***** Provided data

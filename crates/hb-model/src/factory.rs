//! Density-graph construction for assembled channels.
//!
//! Turns a list of [`Channel`]s into the component graph, observed dataset
//! and model configuration of a [`Workspace`]. Parameter naming follows the
//! HistFactory conventions:
//!
//! - norm factors keep their own name;
//! - overall systematic `x` becomes `alpha_x`, unit-Gaussian constrained;
//! - per-bin stat factors are `gamma_stat_<channel>_bin_<i>`;
//! - luminosity is `Lumi`.

use crate::channel::Channel;
use crate::workspace::{
    ChannelData, ComponentKind, DensityComponent, LUMI, MODEL_CONFIG, Measurement, ModelConfig,
    OBS_DATA, ObservedData, SIM_PDF, Workspace,
};
use hb_core::{Error, Result};
use std::collections::{BTreeSet, HashSet};

/// Bins whose relative MC stat error falls below this keep a constant gamma.
pub const STAT_REL_THRESHOLD: f64 = 0.05;

/// `alpha_<systematic>`
pub fn alpha_name(systematic: &str) -> String {
    format!("alpha_{}", systematic)
}

/// `gamma_stat_<channel>_bin_<bin>`
pub fn gamma_name(channel: &str, bin: usize) -> String {
    format!("gamma_stat_{}_bin_{}", channel, bin)
}

/// Name of the Gaussian constraint on `parameter`.
pub fn constraint_name(parameter: &str) -> String {
    format!("{}Constraint", parameter)
}

/// Name of a channel's full density.
pub fn channel_pdf_name(channel: &str) -> String {
    format!("model_{}", channel)
}

/// Name of a channel's weighted-sum density.
pub fn density_sum_name(channel: &str) -> String {
    format!("{}_model", channel)
}

fn template_name(channel: &str, sample: &str) -> String {
    format!("{}_{}_nominal", channel, sample)
}

fn scale_factors_name(channel: &str, sample: &str) -> String {
    format!("{}_{}_scaleFactors", channel, sample)
}

fn stat_gammas_name(channel: &str) -> String {
    format!("mc_stat_{}", channel)
}

/// Relative MC stat error per bin over the samples with stat error active.
///
/// `None` when no sample of the channel tracks its stat error.
pub fn stat_relative_errors(channel: &Channel) -> Option<Vec<f64>> {
    let tracked: Vec<_> = channel.samples.iter().filter(|s| s.has_stat_error).collect();
    if tracked.is_empty() {
        return None;
    }
    let rel = (0..channel.n_bins())
        .map(|b| {
            let nominal: f64 = tracked.iter().map(|s| s.histogram.counts()[b]).sum();
            let sumw2: f64 = tracked.iter().map(|s| s.histogram.sumw2()[b]).sum();
            if nominal > 0.0 { sumw2.sqrt() / nominal } else { 0.0 }
        })
        .collect();
    Some(rel)
}

/// Builds workspaces from channels under one measurement.
#[derive(Debug, Clone)]
pub struct WorkspaceFactory {
    measurement: Measurement,
}

impl WorkspaceFactory {
    /// Factory for `measurement`.
    pub fn new(measurement: Measurement) -> Self {
        Self { measurement }
    }

    /// The measurement applied to every built workspace.
    pub fn measurement(&self) -> &Measurement {
        &self.measurement
    }

    /// The weighted-sum density of one channel: templates times scale factors
    /// (times stat gammas when tracked).
    pub fn build_density_sum(&self, channel: &Channel) -> DensityComponent {
        let mut servers = Vec::with_capacity(2 * channel.samples.len() + 1);
        for s in &channel.samples {
            servers.push(template_name(&channel.name, &s.name));
            servers.push(scale_factors_name(&channel.name, &s.name));
        }
        if channel.samples.iter().any(|s| s.has_stat_error) {
            servers.push(stat_gammas_name(&channel.name));
        }
        DensityComponent::new(
            density_sum_name(&channel.name),
            ComponentKind::RealSum,
            Some(&channel.name),
            servers,
        )
    }

    fn check_measurement(&self) -> Result<()> {
        let m = &self.measurement;
        if !(m.luminosity.is_finite() && m.luminosity > 0.0) {
            return Err(Error::Config(format!("luminosity must be positive, got {}", m.luminosity)));
        }
        if !(m.luminosity_rel_err.is_finite() && m.luminosity_rel_err >= 0.0) {
            return Err(Error::Config(format!(
                "luminosity relative error must be non-negative, got {}",
                m.luminosity_rel_err
            )));
        }
        Ok(())
    }

    /// Build the full workspace. A single channel yields `model_<channel>`;
    /// several yield the simultaneous `simPdf`.
    pub fn build(&self, channels: Vec<Channel>) -> Result<Workspace> {
        if channels.is_empty() {
            return Err(Error::Config("cannot build a model from zero channels".to_string()));
        }
        self.check_measurement()?;

        let mut channel_names = HashSet::new();
        for ch in &channels {
            if !channel_names.insert(ch.name.as_str()) {
                return Err(Error::Validation(format!("duplicate channel '{}'", ch.name)));
            }
            ch.validate()?;
        }

        let poi = self.measurement.poi.as_str();
        let supplies_poi = channels
            .iter()
            .flat_map(|c| &c.samples)
            .any(|s| s.norm_factor.as_ref().is_some_and(|nf| nf.name == poi));
        if !supplies_poi {
            return Err(Error::Validation(format!("no sample supplies the POI '{}'", poi)));
        }

        let mut components = Vec::new();
        let mut emitted = HashSet::new();
        let mut nuisances = Vec::new();
        let mut constants: BTreeSet<String> = self.measurement.constant_params.clone();
        let mut channel_pdfs = Vec::with_capacity(channels.len());

        for ch in &channels {
            let mut constraints = Vec::new();

            for s in &ch.samples {
                components.push(DensityComponent::new(
                    template_name(&ch.name, &s.name),
                    ComponentKind::Template { sample: s.name.clone() },
                    Some(&ch.name),
                    Vec::new(),
                ));

                let mut factors = Vec::new();
                if let Some(nf) = &s.norm_factor {
                    factors.push(nf.name.clone());
                }
                if s.normalize_by_theory {
                    factors.push(LUMI.to_string());
                    let lumi_sigma = self.measurement.luminosity * self.measurement.luminosity_rel_err;
                    self.constrain(
                        LUMI,
                        self.measurement.luminosity,
                        lumi_sigma,
                        &mut components,
                        &mut emitted,
                        &mut constraints,
                        &mut nuisances,
                        &constants,
                    );
                }
                for sys in &s.systematics {
                    let alpha = alpha_name(&sys.name);
                    factors.push(alpha.clone());
                    self.constrain(
                        &alpha,
                        0.0,
                        1.0,
                        &mut components,
                        &mut emitted,
                        &mut constraints,
                        &mut nuisances,
                        &constants,
                    );
                }
                components.push(DensityComponent::new(
                    scale_factors_name(&ch.name, &s.name),
                    ComponentKind::ScaleFactors { sample: s.name.clone() },
                    Some(&ch.name),
                    factors,
                ));
            }

            if let Some(rel) = stat_relative_errors(ch) {
                let gammas: Vec<String> = (0..rel.len()).map(|b| gamma_name(&ch.name, b)).collect();
                for (gamma, &sigma) in gammas.iter().zip(&rel) {
                    if sigma < STAT_REL_THRESHOLD {
                        log::debug!("{} below stat threshold ({:.4}); held constant", gamma, sigma);
                        constants.insert(gamma.clone());
                    } else {
                        self.constrain(
                            gamma,
                            1.0,
                            sigma,
                            &mut components,
                            &mut emitted,
                            &mut constraints,
                            &mut nuisances,
                            &constants,
                        );
                    }
                }
                components.push(DensityComponent::new(
                    stat_gammas_name(&ch.name),
                    ComponentKind::StatGammas,
                    Some(&ch.name),
                    gammas,
                ));
            }

            components.push(self.build_density_sum(ch));

            let pdf = channel_pdf_name(&ch.name);
            let mut servers = vec![density_sum_name(&ch.name)];
            servers.extend(constraints);
            components.push(DensityComponent::new(
                pdf.clone(),
                ComponentKind::ChannelModel,
                Some(&ch.name),
                servers,
            ));
            channel_pdfs.push(pdf);
        }

        let pdf_name = if channels.len() > 1 {
            components.push(DensityComponent::new(
                SIM_PDF,
                ComponentKind::Simultaneous,
                None,
                channel_pdfs,
            ));
            SIM_PDF.to_string()
        } else {
            channel_pdfs.remove(0)
        };

        let data = ObservedData {
            name: OBS_DATA.to_string(),
            channels: channels
                .iter()
                .map(|c| ChannelData { channel: c.name.clone(), counts: c.observed.counts().to_vec() })
                .collect(),
        };

        let model_config = ModelConfig {
            name: MODEL_CONFIG.to_string(),
            pdf_name,
            observed_data: OBS_DATA.to_string(),
            parameters_of_interest: vec![self.measurement.poi.clone()],
            nuisance_parameters: nuisances,
            constant_parameters: constants,
        };

        Ok(Workspace::from_parts(self.measurement.clone(), channels, components, data, model_config))
    }

    /// Emit the constraint on `parameter` once; always record it as a server
    /// of the current channel.
    #[allow(clippy::too_many_arguments)]
    fn constrain(
        &self,
        parameter: &str,
        mean: f64,
        sigma: f64,
        components: &mut Vec<DensityComponent>,
        emitted: &mut HashSet<String>,
        channel_constraints: &mut Vec<String>,
        nuisances: &mut Vec<String>,
        constants: &BTreeSet<String>,
    ) {
        let name = constraint_name(parameter);
        if !channel_constraints.contains(&name) {
            channel_constraints.push(name.clone());
        }
        if !emitted.insert(parameter.to_string()) {
            return;
        }
        components.push(DensityComponent::new(
            name,
            ComponentKind::GaussianConstraint { parameter: parameter.to_string(), mean, sigma },
            None,
            vec![parameter.to_string()],
        ));
        if !constants.contains(parameter) {
            nuisances.push(parameter.to_string());
        }
    }
}
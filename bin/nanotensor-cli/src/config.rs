// Copyright (c) 2025 Dimitris Kafetzis
//
// Licensed under the MIT License.
// See LICENSE file in the project root for full license information.
//
// SPDX-License-Identifier: MIT

//! Demo configuration loaded from TOML files or the command line.
//!
//! # TOML Format
//! ```toml
//! seq_len = 128
//! embed_dim = 64
//! seed = 42
//! low = -1.0
//! high = 1.0
//! ```

use std::path::Path;

use anyhow::{bail, Context};

/// Workload parameters for the demonstration driver.
#[derive(Debug, Clone, PartialEq, serde::Serialize, serde::Deserialize)]
#[serde(default)]
pub struct DemoConfig {
    /// Number of tokens (rows of Q, K and V).
    pub seq_len: usize,
    /// Embedding width (columns of Q, K and V).
    pub embed_dim: usize,
    /// Seed for the input generator; the same seed reproduces the same run.
    pub seed: u64,
    /// Inclusive lower bound of the uniform input range.
    pub low: f32,
    /// Exclusive upper bound of the uniform input range.
    pub high: f32,
}

impl Default for DemoConfig {
    fn default() -> Self {
        Self {
            seq_len: 128,
            embed_dim: 64,
            seed: 42,
            low: -1.0,
            high: 1.0,
        }
    }
}

/// Command-line overrides shared by every subcommand.
#[derive(Debug, Default, clap::Args)]
pub struct WorkloadArgs {
    /// Sequence length (tokens).
    #[arg(short = 's', long)]
    pub seq_len: Option<usize>,

    /// Embedding dimension.
    #[arg(short = 'd', long)]
    pub embed_dim: Option<usize>,

    /// Random seed for Q, K, V.
    #[arg(long)]
    pub seed: Option<u64>,
}

impl DemoConfig {
    /// Loads configuration from a TOML file.
    pub fn from_file(path: &Path) -> anyhow::Result<Self> {
        let content = std::fs::read_to_string(path)
            .with_context(|| format!("cannot read config '{}'", path.display()))?;
        Self::from_toml(&content)
            .with_context(|| format!("invalid config '{}'", path.display()))
    }

    /// Parses configuration from a TOML string. Missing keys keep their defaults.
    pub fn from_toml(toml_str: &str) -> anyhow::Result<Self> {
        toml::from_str(toml_str).context("TOML parse error")
    }

    /// Serialises configuration to TOML.
    pub fn to_toml(&self) -> anyhow::Result<String> {
        toml::to_string_pretty(self).context("TOML serialise error")
    }

    /// Returns a copy with every override that was given on the command line applied.
    pub fn with_overrides(mut self, args: &WorkloadArgs) -> Self {
        if let Some(seq_len) = args.seq_len {
            self.seq_len = seq_len;
        }
        if let Some(embed_dim) = args.embed_dim {
            self.embed_dim = embed_dim;
        }
        if let Some(seed) = args.seed {
            self.seed = seed;
        }
        self
    }

    /// Rejects workloads the kernels cannot run.
    pub fn validate(&self) -> anyhow::Result<()> {
        if self.seq_len == 0 || self.embed_dim == 0 {
            bail!(
                "seq_len and embed_dim must be >= 1 (got {} x {})",
                self.seq_len,
                self.embed_dim
            );
        }
        if !(self.high - self.low).is_finite() || self.low >= self.high {
            bail!(
                "input range must be finite with low < high and a finite width (got [{}, {}))",
                self.low,
                self.high
            );
        }
        Ok(())
    }
}
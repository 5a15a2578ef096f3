// Copyright (c) 2025 Dimitris Kafetzis
//
// Licensed under the MIT License.
// See LICENSE file in the project root for full license information.
//
// SPDX-License-Identifier: MIT

//! Softmax activation operation.

use crate::{Tensor, TensorError};

/// Computes softmax in place along the last dimension:
/// `x[i] = exp(x[i] - max) / sum(exp(x - max))`.
///
/// Each row is processed independently in three passes: find the row
/// maximum, replace every entry with `exp(entry - max)` while accumulating
/// the sum, then divide every entry by that sum. Subtracting the maximum
/// keeps the exponentials in `(0, 1]`, so large logits cannot overflow.
///
/// # Errors
/// Returns [`TensorError::InvalidShape`] if the tensor is empty (its buffer
/// was moved out).
pub fn softmax(x: &mut Tensor) -> Result<(), TensorError> {
    let cols = match x.shape().cols() {
        Some(cols) if !x.is_empty() => cols,
        _ => {
            return Err(TensorError::InvalidShape {
                dims: x.shape().dims().to_vec(),
            })
        }
    };

    for row in x.data_mut().chunks_exact_mut(cols) {
        softmax_row(row);
    }

    Ok(())
}

/// Stable softmax over a single non-empty row.
#[inline]
fn softmax_row(row: &mut [f32]) {
    let max_val = row.iter().copied().fold(f32::NEG_INFINITY, f32::max);

    let mut sum = 0.0f32;
    for v in row.iter_mut() {
        let e = (*v - max_val).exp();
        *v = e;
        sum += e;
    }

    for v in row.iter_mut() {
        *v /= sum;
    }
}
// Copyright (c) 2025 Dimitris Kafetzis
//
// Licensed under the MIT License.
// See LICENSE file in the project root for full license information.
//
// SPDX-License-Identifier: MIT

//! Tensor shape descriptors and dimension utilities.

use std::fmt;

use crate::TensorError;

/// Describes the dimensionality of a [`crate::Tensor`].
///
/// A `Shape` on its own is just a list of dimensions; [`Shape::validate`]
/// is what [`crate::Tensor`] construction uses to reject empty shapes and
/// zero-sized dimensions. No tensor is ever built with the empty shape
/// (`Shape::default()`); it only appears on tensors whose buffer has been
/// moved out.
#[derive(Debug, Clone, Default, PartialEq, Eq, Hash, serde::Serialize, serde::Deserialize)]
pub struct Shape {
    dims: Vec<usize>,
}

impl Shape {
    /// Creates a new shape from the given dimensions.
    ///
    /// # Examples
    /// ```
    /// use nanotensor::Shape;
    /// let s = Shape::new(vec![2, 3, 4]);
    /// assert_eq!(s.rank(), 3);
    /// assert_eq!(s.num_elements(), 24);
    /// ```
    pub fn new(dims: Vec<usize>) -> Self {
        Self { dims }
    }

    /// Creates a 1-D shape.
    pub fn vector(len: usize) -> Self {
        Self { dims: vec![len] }
    }

    /// Creates a 2-D shape (matrix).
    pub fn matrix(rows: usize, cols: usize) -> Self {
        Self {
            dims: vec![rows, cols],
        }
    }

    /// Returns the number of dimensions (rank).
    pub fn rank(&self) -> usize {
        self.dims.len()
    }

    /// Returns the total number of elements.
    ///
    /// The empty shape holds no elements.
    pub fn num_elements(&self) -> usize {
        if self.dims.is_empty() {
            0
        } else {
            self.dims.iter().product()
        }
    }

    /// Returns the dimensions as a slice.
    pub fn dims(&self) -> &[usize] {
        &self.dims
    }

    /// Returns the last dimension, which every kernel treats as the column axis.
    pub fn cols(&self) -> Option<usize> {
        self.dims.last().copied()
    }

    /// Returns `true` for the empty shape of a moved-out tensor.
    pub fn is_empty(&self) -> bool {
        self.dims.is_empty()
    }

    /// Computes the memory footprint in bytes for a given [`crate::DType`].
    pub fn size_bytes(&self, dtype: super::DType) -> usize {
        self.num_elements() * dtype.size_bytes()
    }

    /// Checks that the shape is non-empty and that every dimension is at least 1.
    ///
    /// # Errors
    /// Returns [`TensorError::InvalidShape`] otherwise.
    pub fn validate(&self) -> Result<(), TensorError> {
        if self.dims.is_empty() || self.dims.contains(&0) {
            return Err(TensorError::InvalidShape {
                dims: self.dims.clone(),
            });
        }
        Ok(())
    }

    /// Returns `(rows, cols)` if this is a rank-2 shape.
    pub fn as_matrix(&self) -> Option<(usize, usize)> {
        match *self.dims.as_slice() {
            [rows, cols] => Some((rows, cols)),
            _ => None,
        }
    }

    /// Returns `(M, K, N)` when `self` is `[M, K]` and `other` is `[K, N]`.
    ///
    /// Only rank-2 operands qualify; there is no batching or broadcasting.
    pub fn matmul_dims(&self, other: &Shape) -> Option<(usize, usize, usize)> {
        match (self.as_matrix(), other.as_matrix()) {
            (Some((m, k)), Some((k_rhs, n))) if k == k_rhs => Some((m, k, n)),
            _ => None,
        }
    }
}

impl fmt::Display for Shape {
    fn fmt(&self, f: &mut fmt::Formatter<'_>) -> fmt::Result {
        write!(f, "[")?;
        for (i, d) in self.dims.iter().enumerate() {
            if i > 0 {
                write!(f, ", ")?;
            }
            write!(f, "{d}")?;
        }
        write!(f, "]")
    }
}
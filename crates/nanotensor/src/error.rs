// Copyright (c) 2025 Dimitris Kafetzis
//
// Licensed under the MIT License.
// See LICENSE file in the project root for full license information.
//
// SPDX-License-Identifier: MIT

//! Error types for tensor construction and kernels.

use crate::Shape;

/// Errors that can occur when building tensors or running kernels.
///
/// Every kernel validates its operands before touching the output, so an
/// `Err` always leaves the caller's tensors unmodified.
#[derive(Debug, Clone, PartialEq, Eq, thiserror::Error)]
pub enum TensorError {
    /// Operand shapes are not conformant for the requested operation.
    #[error("incompatible shapes for {op}: {lhs} vs {rhs}")]
    ShapeMismatch {
        op: &'static str,
        lhs: Shape,
        rhs: Shape,
    },

    /// A shape was empty or contained a zero-sized dimension.
    #[error("invalid shape {dims:?}: dimensions must be non-empty and >= 1")]
    InvalidShape { dims: Vec<usize> },

    /// A flat buffer's length does not match the element count of its shape.
    #[error("buffer size mismatch: expected {expected} elements, got {actual}")]
    BufferSizeMismatch { expected: usize, actual: usize },
}
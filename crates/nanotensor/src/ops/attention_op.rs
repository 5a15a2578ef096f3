// Copyright (c) 2025 Dimitris Kafetzis
//
// Licensed under the MIT License.
// See LICENSE file in the project root for full license information.
//
// SPDX-License-Identifier: MIT

//! Single-head scaled dot-product attention.

use crate::{matmul, softmax, Shape, Tensor, TensorError, TensorView};

/// Computes `output = softmax(q @ kᵀ / sqrt(dim)) @ v`.
///
/// `q`, `k`, `v` and `output` must all be `[seq, dim]`: a single head with
/// no batch axis. Scores are taken directly from rows of `k`, since the dot
/// product of query row `i` with key row `j` is entry `(i, j)` of `q @ kᵀ`;
/// `k` is never transposed in memory.
///
/// A fresh `[seq, seq]` scratch tensor holds the scores on every call.
///
/// # Errors
/// Returns [`TensorError::ShapeMismatch`] if any operand is not rank 2 or
/// the four shapes disagree. Nothing is written to `output` in that case.
pub fn scaled_dot_product_attention(
    q: &TensorView<'_>,
    k: &TensorView<'_>,
    v: &TensorView<'_>,
    output: &mut Tensor,
) -> Result<(), TensorError> {
    q.shape().validate()?;
    let (seq, dim) = q.shape().as_matrix().ok_or_else(|| TensorError::ShapeMismatch {
        op: "attention (expected [seq, dim])",
        lhs: q.shape().clone(),
        rhs: k.shape().clone(),
    })?;

    for (op, other) in [
        ("attention (q vs k)", k.shape()),
        ("attention (q vs v)", v.shape()),
        ("attention (q vs output)", output.shape()),
    ] {
        if other != q.shape() {
            return Err(TensorError::ShapeMismatch {
                op,
                lhs: q.shape().clone(),
                rhs: other.clone(),
            });
        }
    }

    let mut scores = Tensor::zeros(Shape::matrix(seq, seq))?;
    tracing::trace!(seq, dim, "attention scratch allocated");

    let scale = 1.0 / (dim as f32).sqrt();
    for i in 0..seq {
        let q_row = q.row(i);
        for j in 0..seq {
            *scores.at_mut(i, j) = dot(q_row, k.row(j)) * scale;
        }
    }

    softmax(&mut scores)?;
    matmul(&scores.view(), v, output)
}

#[inline]
fn dot(a: &[f32], b: &[f32]) -> f32 {
    let mut acc = 0.0f32;
    for (&x, &y) in a.iter().zip(b) {
        acc += x * y;
    }
    acc
}
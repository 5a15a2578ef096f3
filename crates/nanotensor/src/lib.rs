// Copyright (c) 2025 Dimitris Kafetzis
//
// Licensed under the MIT License.
// See LICENSE file in the project root for full license information.
//
// SPDX-License-Identifier: MIT

//! # nanotensor
//!
//! A minimal inference engine over dense `f32` buffers.
//!
//! This crate provides:
//! - [`Tensor`]: an owned, move-only, row-major `f32` buffer with its [`Shape`].
//! - [`TensorView`]: a borrowed read-only view used as kernel input.
//! - Kernels: [`matmul`], in-place row-wise [`softmax`], and single-head
//!   [`scaled_dot_product_attention`].
//! - [`quantize_symmetric`] / [`dequantize`]: per-tensor int8 quantization
//!   into a [`QuantizedTensor`].
//! - [`flat`]: shape-plus-flat-buffer entry points for host bindings.
//!
//! # Design Goals
//! - Single ownership: tensors are never cloned or shared; buffers are
//!   released exactly once.
//! - Shapes are validated at every call boundary and reported as
//!   [`TensorError`] instead of out-of-bounds access.
//! - Deterministic, single-threaded kernels with a fixed summation order.
//!
//! # Example
//! ```
//! use nanotensor::{scaled_dot_product_attention, Shape, Tensor};
//!
//! let shape = Shape::matrix(2, 2);
//! let q = Tensor::from_f32(shape.clone(), &[1.0, 0.0, 0.0, 1.0]).unwrap();
//! let mut out = Tensor::zeros(shape).unwrap();
//! scaled_dot_product_attention(&q.view(), &q.view(), &q.view(), &mut out).unwrap();
//! assert!(out.data()[0] > out.data()[1]);
//! ```

mod dtype;
mod error;
pub mod flat;
mod ops;
mod quant;
mod shape;
mod tensor;

pub use dtype::DType;
pub use error::TensorError;
pub use ops::{matmul, scaled_dot_product_attention, softmax};
pub use quant::{dequantize, quantize_symmetric, QuantizedTensor, I8_MAX};
pub use shape::Shape;
pub use tensor::{Tensor, TensorView};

**********

• Exercise
Using the records above, restate word for word the lines from the one with "fn fmt(&self, f: &mut" through the one with "output, so an", both included.

• Task response
    fn fmt(&self, f: &mut fmt::Formatter<'_>) -> fmt::Result {
        write!(f, "[")?;
        for (i, d) in self.dims.iter().enumerate() {
            if i > 0 {
                write!(f, ", ")?;
            }
            write!(f, "{d}")?;
        }
        write!(f, "]")
    }
}
filename crates/nanotensor/src/error.rs
// Copyright (c) 2025 Dimitris Kafetzis
//
// Licensed under the MIT License.
// See LICENSE file in the project root for full license information.
//
// SPDX-License-Identifier: MIT

//! Error types for tensor construction and kernels.

use crate::Shape;

/// Errors that can occur when building tensors or running kernels.
///
/// Every kernel validates its operands before touching the output, so an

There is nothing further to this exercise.